Я вышел, достал сигареты и любопытства ради остановился, чтобы еще раз посмотреть на загадочные пропорции. Показались ее упавшие на лицо льняные волосы, она опустила ногу на нижнюю ступеньку, и вдруг растерялась, как будто испугалась этой незначительной высоты. Наконец решилась, и нога в черной, державшейся только на пальцах туфельке, повиснув в воздухе, стала беспомощно нащупывать твердь. Мне нужно было помочь ей, но я не успел этого сделать, хотя уже протянул было руку. Она не сошла и даже не спрыгнула, а в последний миг как-то неловко соскользнула вниз и, может быть, подвернула ногу.

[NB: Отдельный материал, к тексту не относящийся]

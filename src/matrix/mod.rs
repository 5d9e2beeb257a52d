//! Matrix module: borrowed and owned row-major dense matrices.

pub mod dense;
pub use dense::{DenseMat, MatView};
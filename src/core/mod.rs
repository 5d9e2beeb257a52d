//! Core traits, shape-tagged operands and faer interop.

pub mod operand;
pub mod traits;
pub mod wrappers;

pub use operand::{Operand, Value};
pub use traits::MatShape;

Сделала несколько мелких, как будто чуть прихрамывающих шагов и вошла в соседний, стоявший рядом, небольшой автобус. Тут же села к окну и опять раскрыла книгу. Потом подняла голову и, повернувшись к стеклу, взглянула куда-то вверх. И вдруг я увидел ее глаза, огромные, глубокие и, мне показалось, заплаканные. Нет, даже не глаза, а потрясающе трогательную сетчатую розоватость воспаленных слезами белков. Ну точь-в-точь как у знаменитой кающейся Магдалины Тициана, молящей, страдающей и являющей собой надежду. Но вот грешная голова снова опустилась над книгой, которая наверняка нужна была лишь для того, чтобы не слишком афишировать красноречивое раскаяние. И автобус с ней тронулся. Я успел прочесть на табличке «ТЕМРЮК – ТАМАНЬ». А ведь и действительно где-то рядом была лермонтовская Тамань.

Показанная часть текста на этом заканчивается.